Landolt was an influential observational astronomer who established a set of photometric standards that were widely used by astronomers in all fields.

Published onJun 06, 2022
Arlo U. Landolt (1935–2022)

Dr. Landolt at the KPNO 16-inch, circa 1960. Photo courtesy of NOIRLab.

Arlo Landolt, one of the giants of observational astronomy in the 20th century whose photometric standards still enable astronomers to make accurate brightness measurements of objects of scientific interest, died on January 21, 2022. He was 86 years old. He is survived by his wife of 55 years, Eunice, five daughters, thirteen grandchildren, and 6 great-grandchildren.
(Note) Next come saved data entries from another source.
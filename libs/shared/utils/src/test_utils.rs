use std::time::Duration as StdDuration;

use chrono::{DateTime, Duration, NaiveDate, TimeZone, Utc};
use uuid::Uuid;

use shared_config::{AppConfig, SchedulingConfig};
use shared_database::{InMemoryStore, IsolationLevel, ScheduleStore, StoreError, UnitOfWork};
use shared_models::{DayOfWeek, DoctorProfile, DoctorStatus, Schedule, SlotTime, TimeSlot};

pub struct TestConfig {
    pub supabase_url: String,
    pub supabase_anon_key: String,
    pub scheduling: SchedulingConfig,
}

impl Default for TestConfig {
    fn default() -> Self {
        Self {
            supabase_url: "http://localhost:54321".to_string(),
            supabase_anon_key: "test-anon-key".to_string(),
            scheduling: SchedulingConfig::default(),
        }
    }
}

impl TestConfig {
    pub fn with_supabase_url(url: &str) -> Self {
        Self {
            supabase_url: url.to_string(),
            ..Self::default()
        }
    }

    pub fn to_app_config(&self) -> AppConfig {
        AppConfig {
            supabase_url: self.supabase_url.clone(),
            supabase_anon_key: self.supabase_anon_key.clone(),
            scheduling: self.scheduling.clone(),
            booking_webhook_url: None,
            booking_anchor_url: None,
        }
    }
}

pub struct TestDoctor;

impl TestDoctor {
    pub fn active(consultation_fee: i64) -> DoctorProfile {
        DoctorProfile {
            id: Uuid::new_v4(),
            status: DoctorStatus::Active,
            consultation_fee,
            deleted_at: None,
        }
    }

    pub fn with_status(status: DoctorStatus) -> DoctorProfile {
        DoctorProfile {
            status,
            ..Self::active(150_000)
        }
    }

    pub fn soft_deleted() -> DoctorProfile {
        DoctorProfile {
            deleted_at: Some(Utc::now()),
            ..Self::active(150_000)
        }
    }
}

/// Builds a `Schedule` aggregate directly, skipping the schedule service's validation.
pub struct ScheduleBuilder {
    schedule: Schedule,
}

impl ScheduleBuilder {
    pub fn new(doctor_id: Uuid, start_date: NaiveDate, end_date: NaiveDate) -> Self {
        let now = Utc::now();
        Self {
            schedule: Schedule {
                id: Uuid::new_v4(),
                doctor_id,
                start_date,
                end_date,
                timezone: "UTC".to_string(),
                is_active: true,
                time_slots: Vec::new(),
                created_at: now,
                updated_at: now,
                deleted_at: None,
            },
        }
    }

    pub fn slot(mut self, day: DayOfWeek, start: &str, end: &str, max_patients: u32) -> Self {
        let slot = TimeSlot {
            id: Uuid::new_v4(),
            schedule_id: self.schedule.id,
            day_of_week: day,
            start_time: parse_time(start),
            end_time: parse_time(end),
            examination_type: "GENERAL".to_string(),
            max_patients,
        };
        self.schedule.time_slots.push(slot);
        self
    }

    pub fn inactive(mut self) -> Self {
        self.schedule.is_active = false;
        self
    }

    pub fn build(self) -> Schedule {
        self.schedule
    }
}

fn parse_time(value: &str) -> SlotTime {
    value
        .parse()
        .unwrap_or_else(|e| panic!("fixture time '{}' is invalid: {}", value, e))
}

pub async fn seed_schedule(store: &InMemoryStore, schedule: &Schedule) -> Result<(), StoreError> {
    let mut tx = store
        .begin(IsolationLevel::Serializable, StdDuration::from_secs(5))
        .await?;
    store.insert_schedule(&mut tx, schedule).await?;
    store.commit(tx).await
}

/// First date strictly after `after` that falls on `day`.
pub fn next_weekday(after: NaiveDate, day: DayOfWeek) -> NaiveDate {
    let mut cursor = after + Duration::days(1);
    while DayOfWeek::from_date(cursor) != day {
        cursor += Duration::days(1);
    }
    cursor
}

pub fn utc(year: i32, month: u32, day: u32, hour: u32, minute: u32) -> DateTime<Utc> {
    Utc.with_ymd_and_hms(year, month, day, hour, minute, 0)
        .single()
        .unwrap_or_else(|| panic!("invalid fixture timestamp {}-{}-{} {}:{}", year, month, day, hour, minute))
}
Arlo Udell Landolt was born on September 29, 1935 in Highland, Illinois. He grew up on a farm and attended a one-room schoolhouse through the 8th grade. On cold winter mornings his mother would send him to school with a baked potato for each pocket to help keep him warm. He was the first member of his family to go to high school, let alone go to college. He got his undergraduate degree from Miami University in Ohio in 1955, and his Ph.D. from Indiana University in 1963. While he was a graduate student, Arlo had a life-changing experience when he was chosen to be part of the first scientific expedition to winter over at the South Pole during the International Geophysical Year in 1957. Arlo’s job was to take measurements of the aurora and airglow. He later described living at the South Pole, “In retrospect, it was just a miracle. It was just really fantastic.” When he returned to Indiana University, he finished his thesis on Cepheids in Open Clusters in 1962 with John Irwin. Arlo had already been hired by Louisiana State University before he defended his thesis. He was a professor at LSU until his retirement in 2003. He was the Ball Family Emeritus Professor of Physics & Astronomy.
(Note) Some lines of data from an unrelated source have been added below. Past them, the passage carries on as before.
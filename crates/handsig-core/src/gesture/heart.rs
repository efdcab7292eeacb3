//! Two-hand heart pose
//!
//! Index tips touch at the top, thumb tips touch at the bottom, both index
//! fingers curl inward. Stateless: every frame is judged on its own, so the
//! output can flicker near the thresholds.

use serde::{Deserialize, Serialize};

use crate::config::HeartConfig;
use crate::landmarks::{HandLandmarks, HandPair, LandmarkFrame};

/// Per-criterion breakdown of one heart check
#[derive(Debug, Clone, Copy, PartialEq, Default, Serialize, Deserialize)]
pub struct HeartReport {
    pub index_close: bool,
    pub thumbs_close: bool,
    pub left_curve_ok: bool,
    pub right_curve_ok: bool,
    pub thumbs_below: bool,
}

impl HeartReport {
    /// Evaluate every criterion for a left / right pair
    pub fn evaluate(left: &HandLandmarks, right: &HandLandmarks, config: &HeartConfig) -> Self {
        let drift = config.drift_allowance;

        let index_close = left.index_tip().distance(&right.index_tip()) < config.index_dist_max;
        let thumbs_close = left.thumb_tip().distance(&right.thumb_tip()) < config.thumb_dist_max;

        let thumb_mid_y = left.thumb_tip().midpoint(&right.thumb_tip()).y;
        let lowest_index_y = left
            .index_chain()
            .iter()
            .chain(right.index_chain().iter())
            .map(|p| p.y)
            .fold(f64::NEG_INFINITY, f64::max);

        Self {
            index_close,
            thumbs_close,
            left_curve_ok: curve_ok(left, drift),
            right_curve_ok: curve_ok(right, drift),
            thumbs_below: thumb_mid_y > lowest_index_y - drift,
        }
    }

    /// All criteria hold
    #[inline]
    pub fn is_active(&self) -> bool {
        self.index_close
            && self.thumbs_close
            && self.left_curve_ok
            && self.right_curve_ok
            && self.thumbs_below
    }
}

/// Index PIP above the tip, within the drift allowance
#[inline]
fn curve_ok(hand: &HandLandmarks, drift: f64) -> bool {
    hand.index_pip().y < hand.index_tip().y + drift
}

/// Heart check for an explicit pair
#[inline]
pub fn is_heart(left: &HandLandmarks, right: &HandLandmarks, config: &HeartConfig) -> bool {
    HeartReport::evaluate(left, right, config).is_active()
}

/// Heart check for a whole frame
///
/// Returns `None` when no pair of hands could be selected.
pub fn classify_frame(frame: &LandmarkFrame, config: &HeartConfig) -> Option<HeartReport> {
    HandPair::select(frame).map(|pair| HeartReport::evaluate(pair.left, pair.right, config))
}


#[cfg(test)]
mod tests {
    use super::fixtures::{heart_half, with_joint};
    use super::*;
    use crate::landmarks::{Hand, HandJoint, Handedness, Point2D};

    #[test]
    fn test_symmetric_heart() {
        let config = HeartConfig::default();
        let report = HeartReport::evaluate(&heart_half(-1.0), &heart_half(1.0), &config);
        assert!(report.index_close);
        assert!(report.thumbs_close);
        assert!(report.left_curve_ok);
        assert!(report.right_curve_ok);
        assert!(report.thumbs_below);
        assert!(report.is_active());
    }

    #[test]
    fn test_raised_thumb_breaks_heart() {
        let config = HeartConfig::default();
        let left = heart_half(-1.0);
        let right = heart_half(1.0);
        // lowest index-chain joint is the MCP at y = 0.52
        let raised = with_joint(&right, HandJoint::ThumbTip, Point2D::new(0.51, 0.30));
        let report = HeartReport::evaluate(&left, &raised, &config);
        assert!(!report.thumbs_below);
        assert!(!report.is_active());
    }

    #[test]
    fn test_thumbs_below_within_drift() {
        let config = HeartConfig::default();
        // both thumbs slightly above the lowest index joint but inside drift
        let left = with_joint(&heart_half(-1.0), HandJoint::ThumbTip, Point2D::new(0.49, 0.515));
        let right = with_joint(&heart_half(1.0), HandJoint::ThumbTip, Point2D::new(0.51, 0.515));
        assert!(HeartReport::evaluate(&left, &right, &config).thumbs_below);

        let left = with_joint(&left, HandJoint::ThumbTip, Point2D::new(0.49, 0.505));
        let right = with_joint(&right, HandJoint::ThumbTip, Point2D::new(0.51, 0.505));
        assert!(!HeartReport::evaluate(&left, &right, &config).thumbs_below);
    }

    #[test]
    fn test_index_apart() {
        let config = HeartConfig::default();
        let left = with_joint(&heart_half(-1.0), HandJoint::IndexTip, Point2D::new(0.40, 0.48));
        let report = HeartReport::evaluate(&left, &heart_half(1.0), &config);
        assert!(!report.index_close);
        assert!(!report.is_active());
    }

    #[test]
    fn test_straight_index_fails_curve() {
        let config = HeartConfig::default();
        // PIP well below the tip: finger pointing up, not curled
        let right = with_joint(&heart_half(1.0), HandJoint::IndexPip, Point2D::new(0.59, 0.50));
        let report = HeartReport::evaluate(&heart_half(-1.0), &right, &config);
        assert!(report.left_curve_ok);
        assert!(!report.right_curve_ok);
        assert!(!is_heart(&heart_half(-1.0), &right, &config));
    }

    #[test]
    fn test_classify_frame_needs_two_hands() {
        let config = HeartConfig::default();
        let frame: LandmarkFrame = vec![Hand::labeled(Handedness::Left, heart_half(-1.0))]
            .into_iter()
            .collect();
        assert!(classify_frame(&frame, &config).is_none());
    }

    #[test]
    fn test_classify_frame_positional() {
        let config = HeartConfig::default();
        let frame: LandmarkFrame = vec![
            Hand::unlabeled(heart_half(-1.0)),
            Hand::unlabeled(heart_half(1.0)),
        ]
        .into_iter()
        .collect();
        assert!(classify_frame(&frame, &config).unwrap().is_active());
    }
}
Arlo’s early career coincided with the establishment of the National Observatories at Kitt Peak, Arizona, and Cerro Tololo in Chile. He was the first guest observer ever at Kitt Peak in 1959 and was among the first at Cerro Tololo in the mid-sixties. Arlo was honored in 2014 for 55 years of observing at the National Observatories.

Arlo developed photometric standards in the Johnson/Cousins UBVRI bands, publishing updates in 1983, 1992, 2007, 2009, 2013, and 2016. The later work on faint standards was done with his postdoc, James Clem. His classic 1992 paper, “UBVRI Photometric Standard Stars in the Magnitude Range 11.5 < V < 16.0 Around the Celestial Equator” has been cited over 4000 times [1]. This paper contains 526 standard stars centered on the Celestial Equator that are therefore available to telescopes in the northern and southern hemispheres providing “an internally consistent homogeneous broadband standard photometric system around the sky.” In obtaining the data necessary for the standard stars, Arlo spent at least 1500 nights observing at various telescopes at KPNO and CTIO! The “Landolt Standards” have been used to produce secondary and tertiary standards around the sky so almost all optical photometry of stars, novae, supernovae, QSOs etc. depends on these standards.

Arlo also published photometry of many variable stars during his long career, from the eclipsing binary V382 Cygni in 1964, to the hot R Coronae Borealis star, V348 Sgr in 2019. He published multiple papers on novae, supernovae, eclipsing binaries, and R Coronae Borealis stars. In 1964, he discovered the first known pulsating white dwarf, HL Tau 76, which has a period of 12.5 minutes, too long for radial oscillations. This discovery later led to the recognition of the ZZ Ceti variables as non-radial g-mode pulsators.

Arlo served as the Secretary of the AAS from 1980 to 1989 and from 1995 to 2004. He was also a great supporter of the American Association for Variable Star Observers and served four terms on the AAVSO Council/Board. He received the William Tyler Olcott Distinguished Service Award, presented to a member of the AAVSO organization for outstanding contributions in mentoring/promoting variable star astronomy.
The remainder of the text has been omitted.